Endometriosis frequently involves more than the reproductive organs, and your care team may grow to include several types of providers. Colorectal surgeons get involved when endometriosis invades the bowel wall. Urologists step in when the disease affects the bladder or ureters. Pain management specialists help with chronic pain that persists even after surgery or medication.

Pelvic floor physical therapists are one of the most commonly recommended (and often overlooked) members of the team. Years of chronic pain can cause the muscles, ligaments, and nerves of the pelvis and abdominal wall to tighten and dysfunction. This creates its own set of problems: pelvic pain, difficulty urinating, painful bowel movements, pain during sex, and pain with movement. Pelvic floor therapy uses exercises, manual techniques, and stretches to address this. Research shows patients who do pelvic floor therapy after endometriosis surgery have better pain relief than those who skip it.

Psychologists, particularly those trained in chronic pain, and dietitians also appear frequently on multidisciplinary endometriosis care teams. The mental health burden of living with a condition that takes a decade to diagnose is real, and gut-related symptoms often respond to dietary adjustments alongside medical treatment.

How to Find the Right Doctor

Finding a qualified endometriosis surgeon takes more effort than picking a name off your insurance list. Several patient-driven resources have filled the gap. The iCareBetter platform is a directory of endometriosis specialists who are vetted and approved by other doctors in the field. Nancy’s Nook, originally a Facebook-based resource founded by a registered nurse, maintains a curated list of surgeons that many patients use as a starting point. Online support communities, including condition-specific Facebook groups, are another way people share firsthand experiences with specific surgeons.

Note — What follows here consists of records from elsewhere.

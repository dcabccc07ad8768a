//! The update resolver (spec §4.F): a pure function mapping a deployment's
//! package history and a client's request onto an update answer. No I/O, no
//! clock reads — every input arrives as an argument.

use semver::Version;

use skyport_types::{
    update_check::{UpdateCheckCacheResponse, UpdateCheckRequest, UpdateInfo},
    version_spec::normalize_client_version,
    AppVersionSpec, Package, StoreError,
};

/// Resolves a request against `history` (oldest-first, as stored) and
/// returns the cache-ready answer. Runs the inner routine twice — once
/// allowing unfinished rollouts as candidates, once ignoring them — per
/// spec §4.F's "core algorithm".
pub fn resolve(history: &[Package], request: &UpdateCheckRequest) -> Result<UpdateCheckCacheResponse, StoreError> {
    if request.app_version.trim().is_empty() {
        return Err(StoreError::MalformedRequest("appVersion is required".to_string()));
    }
    let normalized = normalize_client_version(&request.app_version);
    let client_version = Version::parse(&normalized)
        .map_err(|e| StoreError::MalformedRequest(format!("invalid appVersion '{}': {e}", request.app_version)))?;

    let allow_rollout = resolve_inner(history, request, &client_version, true);
    let ignore_rollout = resolve_inner(history, request, &client_version, false);

    let allow_info = restore_original_version(allow_rollout.info, &request.app_version, &normalized);
    let ignore_info = restore_original_version(ignore_rollout.info, &request.app_version, &normalized);
    let matched_rollout = allow_rollout.matched_rollout;

    if allow_info.is_available && matched_rollout.is_some() {
        Ok(UpdateCheckCacheResponse {
            original_package: ignore_info,
            rollout_package: Some(allow_info),
            rollout: matched_rollout,
        })
    } else {
        Ok(UpdateCheckCacheResponse {
            original_package: ignore_info,
            rollout_package: None,
            rollout: None,
        })
    }
}

/// If the chosen package's `appVersion` equals the normalised request
/// version, rewrite the echoed version back to the client's original
/// string (spec §4.F "AppVersion normalisation").
fn restore_original_version(mut info: UpdateInfo, original: &str, normalized: &str) -> UpdateInfo {
    if info.app_version == normalized {
        info.app_version = original.to_string();
    }
    info
}

struct InnerResult {
    info: UpdateInfo,
    /// `Some(percent)` when the winning candidate is an unfinished rollout.
    matched_rollout: Option<u8>,
}

fn resolve_inner(
    history: &[Package],
    request: &UpdateCheckRequest,
    client_version: &Version,
    allow_rollout: bool,
) -> InnerResult {
    let mut found_request_package_in_history = false;
    let mut latest_enabled_package: Option<&Package> = None;
    let mut latest_satisfying_enabled_package: Option<&Package> = None;
    let mut should_make_update_mandatory = false;

    for entry in history.iter().rev() {
        let matches_current = if let Some(label) = &request.label {
            &entry.label == label
        } else if let Some(hash) = &request.package_hash {
            &entry.package_hash == hash
        } else {
            true
        };
        if matches_current {
            found_request_package_in_history = true;
        }

        if entry.is_disabled || (!allow_rollout && entry.is_unfinished_rollout()) {
            continue;
        }

        if latest_enabled_package.is_none() {
            latest_enabled_package = Some(entry);
        }

        if !request.is_companion && !entry.app_version().satisfies(client_version) {
            continue;
        }

        if latest_satisfying_enabled_package.is_none() {
            latest_satisfying_enabled_package = Some(entry);
        }

        if found_request_package_in_history {
            break;
        }
        if entry.is_mandatory {
            should_make_update_mandatory = true;
            break;
        }
    }

    let normalized = normalize_client_version(&request.app_version);

    let Some(latest_enabled) = latest_enabled_package else {
        return InnerResult {
            info: UpdateInfo::no_update(&normalized),
            matched_rollout: None,
        };
    };

    let hash_matches_request = |winner: &Package| {
        request
            .package_hash
            .as_deref()
            .is_some_and(|h| h == winner.package_hash)
    };

    match latest_satisfying_enabled_package {
        None => InnerResult {
            info: no_bundle_update(&normalized, client_version, latest_enabled, true),
            matched_rollout: None,
        },
        Some(winner) if hash_matches_request(winner) => InnerResult {
            info: no_bundle_update(&normalized, client_version, latest_enabled, false),
            matched_rollout: None,
        },
        Some(winner) => {
            let (download_url, package_size) = match &request.package_hash {
                Some(hash) => match winner.diff_package_map.as_ref().and_then(|m| m.get(hash)) {
                    Some(diff) => (diff.blob_url.clone(), diff.size),
                    None => (winner.blob_url.clone(), winner.size),
                },
                None => (winner.blob_url.clone(), winner.size),
            };

            let info = UpdateInfo {
                is_available: true,
                app_version: request.app_version.clone(),
                package_hash: Some(winner.package_hash.clone()),
                label: Some(winner.label.clone()),
                description: winner.description.clone(),
                is_mandatory: should_make_update_mandatory || winner.is_mandatory,
                download_url: Some(download_url),
                package_size: Some(package_size),
                update_app_version: None,
                should_run_binary_version: Some(false),
                target_binary_range: None,
            };
            let matched_rollout = if winner.is_unfinished_rollout() {
                Some(winner.effective_rollout())
            } else {
                None
            };
            InnerResult { info, matched_rollout }
        }
    }
}

/// Builds the "no bundle update" answer, applying the
/// appVersion-vs-latestEnabledPackage comparison from spec §4.F.
fn no_bundle_update(
    normalized_request_version: &str,
    client_version: &Version,
    latest_enabled: &Package,
    should_run_binary_version: bool,
) -> UpdateInfo {
    let mut info = UpdateInfo::no_update(normalized_request_version);
    info.should_run_binary_version = Some(should_run_binary_version);

    if latest_enabled.app_version().version_exceeds(client_version) {
        info.app_version = latest_enabled.app_version().canonical();
        if !latest_enabled.app_version().satisfies(client_version) {
            info.update_app_version = Some(true);
        }
    }
    info
}

#[cfg(test)]
mod tests {
    use super::*;
    use chrono::Utc;
    use skyport_types::{
        deployment::DeploymentKey, ids::PackageId, package::DiffEntry, package::ReleaseMethod, Label,
    };
    use std::collections::HashMap;

    fn package(
        label: &str,
        app_version: &str,
        hash: &str,
        blob_url: &str,
        size: i64,
        mandatory: bool,
        disabled: bool,
        rollout: Option<u8>,
    ) -> Package {
        Package {
            id: PackageId::new(),
            label: Label::parse(label).unwrap(),
            app_version_raw: app_version.to_string(),
            app_version: Some(AppVersionSpec::parse(app_version).unwrap()),
            blob_url: blob_url.to_string(),
            size,
            package_hash: hash.to_string(),
            manifest_blob_url: None,
            is_disabled: disabled,
            is_mandatory: mandatory,
            rollout,
            description: None,
            release_method: ReleaseMethod::Upload,
            original_label: None,
            original_deployment: None,
            diff_package_map: None,
            upload_time: Utc::now(),
            released_by: "owner@example.com".to_string(),
        }
    }

    fn request(app_version: &str, package_hash: Option<&str>, label: Option<&str>) -> UpdateCheckRequest {
        UpdateCheckRequest {
            deployment_key: DeploymentKey::parse(&"k".repeat(10)).unwrap(),
            app_version: app_version.to_string(),
            package_hash: package_hash.map(str::to_string),
            label: label.map(|l| Label::parse(l).unwrap()),
            is_companion: false,
            client_unique_id: None,
        }
    }

    #[test]
    fn s1_first_client_no_history() {
        let response = resolve(&[], &request("1.0.0", None, None)).unwrap();
        assert!(!response.original_package.is_available);
        assert_eq!(response.original_package.should_run_binary_version, Some(true));
        assert!(response.rollout_package.is_none());
    }

    #[test]
    fn s2_available_update() {
        let history = vec![package("v1", "1.0.0", "H1", "U1", 100, false, false, None)];
        let response = resolve(&history, &request("1.0.0", Some("H0"), None)).unwrap();
        let info = response.original_package;
        assert!(info.is_available);
        assert_eq!(info.label.unwrap().as_str(), "v1");
        assert_eq!(info.download_url.as_deref(), Some("U1"));
        assert_eq!(info.package_size, Some(100));
        assert!(!info.is_mandatory);
        assert_eq!(info.app_version, "1.0.0");
    }

    #[test]
    fn s3_mandatory_propagates_across_skipped_releases() {
        let history = vec![
            package("v1", "1.0.0", "H1", "U1", 10, false, false, None),
            package("v2", "1.0.0", "H2", "U2", 20, true, false, None),
            package("v3", "1.0.0", "H3", "U3", 30, false, false, None),
        ];
        let response = resolve(&history, &request("1.0.0", Some("H1"), None)).unwrap();
        let info = response.original_package;
        assert_eq!(info.label.unwrap().as_str(), "v3");
        assert!(info.is_mandatory);
    }

    #[test]
    fn s5_diff_url_selection() {
        let mut head = package("v2", "1.0.0", "H2", "U2", 200, false, false, None);
        head.diff_package_map = Some(HashMap::from([(
            "H1".to_string(),
            DiffEntry {
                size: 10,
                blob_url: "D.url".to_string(),
            },
        )]));
        let history = vec![package("v1", "1.0.0", "H1", "U1", 10, false, false, None), head];

        let with_diff = resolve(&history, &request("1.0.0", Some("H1"), None)).unwrap();
        let info = with_diff.original_package;
        assert_eq!(info.download_url.as_deref(), Some("D.url"));
        assert_eq!(info.package_size, Some(10));

        let without_diff = resolve(&history, &request("1.0.0", Some("H_other"), None)).unwrap();
        let info2 = without_diff.original_package;
        assert_eq!(info2.download_url.as_deref(), Some("U2"));
        assert_eq!(info2.package_size, Some(200));
    }

    #[test]
    fn unfinished_rollout_is_split_into_rollout_and_original_packages() {
        let history = vec![package(
            "v1", "1.0.0", "H1", "U1", 10, false, false, Some(40),
        )];
        let response = resolve(&history, &request("1.0.0", Some("H0"), None)).unwrap();
        assert!(response.rollout_package.is_some());
        assert_eq!(response.rollout, Some(40));
        assert!(!response.original_package.is_available);
    }

    #[test]
    fn version_round_trips_for_non_semver_client_strings() {
        for raw in ["1", "2.0", "2.0-beta", "1.2.3"] {
            let history: Vec<Package> = vec![];
            let response = resolve(&history, &request(raw, None, None)).unwrap();
            assert_eq!(response.original_package.app_version, raw);
        }
    }

    #[test]
    fn rejects_non_semver_app_version() {
        let err = resolve(&[], &request("not-a-version", None, None)).unwrap_err();
        assert_eq!(err.kind(), "malformed-request");
    }
}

Cross-referencing is the best approach. If a surgeon shows up on a vetted directory, has MIGS fellowship training, performs excision surgery, and works within a multidisciplinary team at a hospital that treats endometriosis regularly, those are strong signals. No single credential guarantees a good outcome, but the combination narrows your odds considerably.

Matching the Doctor to Your Stage

The simplest way to think about it: start where you are. If you haven’t been evaluated at all, your primary care doctor or a general gynecologist can get the process moving. If you’ve been diagnosed and medical treatment is controlling your symptoms, a gynecologist can continue managing your care long-term. If medications aren’t working, your pain is severe, you suspect deep disease, or you want to get pregnant and endometriosis may be a factor, seek out a fellowship-trained surgeon with high case volume in excision surgery. And if you’re dealing with chronic pelvic pain, bowel or bladder involvement, or pain that lingers after treatment, ask about pelvic floor physical therapy and the other specialists who round out a full care team.